Saved entries:
***
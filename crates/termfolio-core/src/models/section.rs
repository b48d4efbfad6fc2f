//! Content sections the shell can navigate to.

use std::fmt;
use std::str::FromStr;

use serde::{Deserialize, Serialize};

use crate::error::ShellError;

/// A logical content page of the portfolio.
#[derive(Clone, Copy, Debug, Default, PartialEq, Eq, Hash, Serialize, Deserialize)]
#[serde(rename_all = "lowercase")]
pub enum Section {
    #[default]
    Home,
    About,
    Skills,
    Projects,
    Contact,
    Files,
    Blog,
}

impl Section {
    /// Every section, in navigation order.
    pub const ALL: [Section; 7] = [
        Section::Home,
        Section::About,
        Section::Skills,
        Section::Projects,
        Section::Contact,
        Section::Files,
        Section::Blog,
    ];

    /// Command name of the section.
    pub fn name(self) -> &'static str {
        match self {
            Self::Home => "home",
            Self::About => "about",
            Self::Skills => "skills",
            Self::Projects => "projects",
            Self::Contact => "contact",
            Self::Files => "files",
            Self::Blog => "blog",
        }
    }

    /// Canonical file the editor overlay opens for this section.
    pub fn file_name(self) -> &'static str {
        match self {
            Self::Home => "home.sh",
            Self::About => "about.md",
            Self::Skills => "skills.json",
            Self::Projects => "projects.js",
            Self::Contact => "contact.html",
            Self::Files => "files.txt",
            Self::Blog => "blog.txt",
        }
    }

    /// Look up a section by command name (case-insensitive).
    pub fn from_name(name: &str) -> Option<Self> {
        Self::ALL
            .into_iter()
            .find(|s| s.name().eq_ignore_ascii_case(name))
    }

    /// Look up a section by its canonical file name (case-insensitive).
    pub fn from_file_name(file: &str) -> Option<Self> {
        Self::ALL
            .into_iter()
            .find(|s| s.file_name().eq_ignore_ascii_case(file))
    }

    /// Next section in navigation order, wrapping after the last.
    pub fn next(self) -> Self {
        let index = Self::ALL.iter().position(|s| *s == self).unwrap_or(0);
        Self::ALL[(index + 1) % Self::ALL.len()]
    }
}

impl fmt::Display for Section {
    fn fmt(&self, f: &mut fmt::Formatter<'_>) -> fmt::Result {
        f.write_str(self.name())
    }
}

impl FromStr for Section {
    type Err = ShellError;

    fn from_str(s: &str) -> Result<Self, Self::Err> {
        Self::from_name(s).ok_or_else(|| ShellError::UnknownSection(s.to_string()))
    }
}

#[cfg(test)]
mod tests {
    use super::*;

    #[test]
    fn test_file_mapping() {
        assert_eq!(Section::from_file_name("home.sh"), Some(Section::Home));
        assert_eq!(Section::from_file_name("about.md"), Some(Section::About));
        assert_eq!(Section::from_file_name("skills.json"), Some(Section::Skills));
        assert_eq!(Section::from_file_name("projects.js"), Some(Section::Projects));
        assert_eq!(Section::from_file_name("contact.html"), Some(Section::Contact));
        assert_eq!(Section::from_file_name("files.txt"), Some(Section::Files));
        assert_eq!(Section::from_file_name("blog.txt"), Some(Section::Blog));
        assert_eq!(Section::from_file_name("about.txt"), None);
    }

    #[test]
    fn test_round_trip_names() {
        for section in Section::ALL {
            assert_eq!(section.name().parse::<Section>(), Ok(section));
            assert_eq!(Section::from_file_name(section.file_name()), Some(section));
        }
    }

    #[test]
    fn test_case_insensitive_lookup() {
        assert_eq!(Section::from_name("ABOUT"), Some(Section::About));
        assert_eq!(Section::from_file_name("About.MD"), Some(Section::About));
    }

    #[test]
    fn test_next_wraps() {
        assert_eq!(Section::Home.next(), Section::About);
        assert_eq!(Section::Blog.next(), Section::Home);
    }

    #[test]
    fn test_unknown_section() {
        assert_eq!(
            "garage".parse::<Section>(),
            Err(ShellError::UnknownSection("garage".into()))
        );
    }
}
***
Spot every line in the entries that includes the word "ShellError", and copy each one out.

» Reply to the task
use crate::error::ShellError;
    type Err = ShellError;
        Self::from_name(s).ok_or_else(|| ShellError::UnknownSection(s.to_string()))
            Err(ShellError::UnknownSection("garage".into()))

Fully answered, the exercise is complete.